Aim of the exercise: Without changing a single word, restate the entries below.
- - - - -
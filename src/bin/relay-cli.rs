use clap::{Parser, Subcommand};
use reqwest::header::{HeaderMap, HeaderValue, AUTHORIZATION, CONTENT_TYPE};

#[derive(Parser)]
#[command(name = "relay-cli")]
#[command(about = "Management CLI for the OGC web service relay", long_about = None)]
struct Cli {
    #[arg(short, long, default_value = "http://localhost:8080")]
    url: String,

    #[arg(short, long, env = "OWS_RELAY_ADMIN_KEY", default_value = "")]
    key: String,

    #[command(subcommand)]
    command: Commands,
}

#[derive(Subcommand)]
enum Commands {
    /// Check relay status
    Status,
    /// Show the configured allow-list
    AllowList,
    /// Fetch a target URL through the relay
    Fetch {
        /// Full target URL, e.g. "http://202.36.29.39/wms?REQUEST=GetCapabilities"
        target: String,
    },
}

#[tokio::main]
async fn main() -> Result<(), Box<dyn std::error::Error>> {
    let cli = Cli::parse();
    let client = reqwest::Client::new();

    let mut headers = HeaderMap::new();
    headers.insert(
        AUTHORIZATION,
        HeaderValue::from_str(&format!("Bearer {}", cli.key))?,
    );

    match cli.command {
        Commands::Status => {
            let res = client
                .get(format!("{}/admin/status", cli.url))
                .headers(headers)
                .send()
                .await?;
            print_json(res).await?;
        }
        Commands::AllowList => {
            let res = client
                .get(format!("{}/admin/allow-list", cli.url))
                .headers(headers)
                .send()
                .await?;
            print_json(res).await?;
        }
        Commands::Fetch { target } => {
            let res = client
                .get(format!("{}/proxy", cli.url))
                .query(&[("u", target.as_str())])
                .send()
                .await?;
            let status = res.status();
            let content_type = res
                .headers()
                .get(CONTENT_TYPE)
                .and_then(|v| v.to_str().ok())
                .unwrap_or("-")
                .to_string();
            let body = res.text().await?;
            eprintln!("{} ({})", status, content_type);
            println!("{}", body);
        }
    }

    Ok(())
}

async fn print_json(res: reqwest::Response) -> Result<(), Box<dyn std::error::Error>> {
    let status = res.status();
    if !status.is_success() {
        eprintln!("Error: Admin API returned status {}", status);
        if let Ok(text) = res.text().await {
            eprintln!("Response: {}", text);
        }
        return Ok(());
    }

    let json: serde_json::Value = res.json().await?;
    println!("{}", serde_json::to_string_pretty(&json)?);
    Ok(())
}
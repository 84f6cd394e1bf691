//! Response construction.
//!
//! # Responsibilities
//! - Emit relayed bodies with `Content-Type: text/xml` and no upstream headers
//! - Map relay errors to HTTP status codes
//!
//! # Design Decisions
//! - Missing target → 400, disallowed host → 403
//! - Upstream timeouts → 504 Gateway Timeout, other upstream errors → 502

use axum::http::{header, StatusCode};
use axum::response::{IntoResponse, Response};

use crate::relay::{Rejection, RelayError, RelayResponse, UpstreamError};

impl IntoResponse for RelayResponse {
    fn into_response(self) -> Response {
        let content_type = self.content_type();
        (self.status, [(header::CONTENT_TYPE, content_type)], self.body).into_response()
    }
}

pub fn status_for(err: &RelayError) -> StatusCode {
    match err {
        RelayError::Rejected(Rejection::MissingTarget) => StatusCode::BAD_REQUEST,
        RelayError::Rejected(Rejection::HostNotAllowed { .. }) => StatusCode::FORBIDDEN,
        RelayError::Upstream(UpstreamError::Timeout(_)) => StatusCode::GATEWAY_TIMEOUT,
        RelayError::Upstream(_) => StatusCode::BAD_GATEWAY,
    }
}

impl IntoResponse for RelayError {
    fn into_response(self) -> Response {
        (status_for(&self), self.to_string()).into_response()
    }
}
- - - - -
Result of this exercise:
filename src/bin/relay-cli.rs
use clap::{Parser, Subcommand};
use reqwest::header::{HeaderMap, HeaderValue, AUTHORIZATION, CONTENT_TYPE};

#[derive(Parser)]
#[command(name = "relay-cli")]
#[command(about = "Management CLI for the OGC web service relay", long_about = None)]
struct Cli {
    #[arg(short, long, default_value = "http://localhost:8080")]
    url: String,

    #[arg(short, long, env = "OWS_RELAY_ADMIN_KEY", default_value = "")]
    key: String,

    #[command(subcommand)]
    command: Commands,
}

#[derive(Subcommand)]
enum Commands {
    /// Check relay status
    Status,
    /// Show the configured allow-list
    AllowList,
    /// Fetch a target URL through the relay
    Fetch {
        /// Full target URL, e.g. "http://202.36.29.39/wms?REQUEST=GetCapabilities"
        target: String,
    },
}

#[tokio::main]
async fn main() -> Result<(), Box<dyn std::error::Error>> {
    let cli = Cli::parse();
    let client = reqwest::Client::new();

    let mut headers = HeaderMap::new();
    headers.insert(
        AUTHORIZATION,
        HeaderValue::from_str(&format!("Bearer {}", cli.key))?,
    );

    match cli.command {
        Commands::Status => {
            let res = client
                .get(format!("{}/admin/status", cli.url))
                .headers(headers)
                .send()
                .await?;
            print_json(res).await?;
        }
        Commands::AllowList => {
            let res = client
                .get(format!("{}/admin/allow-list", cli.url))
                .headers(headers)
                .send()
                .await?;
            print_json(res).await?;
        }
        Commands::Fetch { target } => {
            let res = client
                .get(format!("{}/proxy", cli.url))
                .query(&[("u", target.as_str())])
                .send()
                .await?;
            let status = res.status();
            let content_type = res
                .headers()
                .get(CONTENT_TYPE)
                .and_then(|v| v.to_str().ok())
                .unwrap_or("-")
                .to_string();
            let body = res.text().await?;
            eprintln!("{} ({})", status, content_type);
            println!("{}", body);
        }
    }

    Ok(())
}

async fn print_json(res: reqwest::Response) -> Result<(), Box<dyn std::error::Error>> {
    let status = res.status();
    if !status.is_success() {
        eprintln!("Error: Admin API returned status {}", status);
        if let Ok(text) = res.text().await {
            eprintln!("Response: {}", text);
        }
        return Ok(());
    }

    let json: serde_json::Value = res.json().await?;
    println!("{}", serde_json::to_string_pretty(&json)?);
    Ok(())
}
repository 84f6cd394e1bf691
//! Response construction.
//!
//! # Responsibilities
//! - Emit relayed bodies with `Content-Type: text/xml` and no upstream headers
//! - Map relay errors to HTTP status codes
//!
//! # Design Decisions
//! - Missing target → 400, disallowed host → 403
//! - Upstream timeouts → 504 Gateway Timeout, other upstream errors → 502

use axum::http::{header, StatusCode};
use axum::response::{IntoResponse, Response};

use crate::relay::{Rejection, RelayError, RelayResponse, UpstreamError};

impl IntoResponse for RelayResponse {
    fn into_response(self) -> Response {
        let content_type = self.content_type();
        (self.status, [(header::CONTENT_TYPE, content_type)], self.body).into_response()
    }
}

pub fn status_for(err: &RelayError) -> StatusCode {
    match err {
        RelayError::Rejected(Rejection::MissingTarget) => StatusCode::BAD_REQUEST,
        RelayError::Rejected(Rejection::HostNotAllowed { .. }) => StatusCode::FORBIDDEN,
        RelayError::Upstream(UpstreamError::Timeout(_)) => StatusCode::GATEWAY_TIMEOUT,
        RelayError::Upstream(_) => StatusCode::BAD_GATEWAY,
    }
}

impl IntoResponse for RelayError {
    fn into_response(self) -> Response {
        (status_for(&self), self.to_string()).into_response()
    }
}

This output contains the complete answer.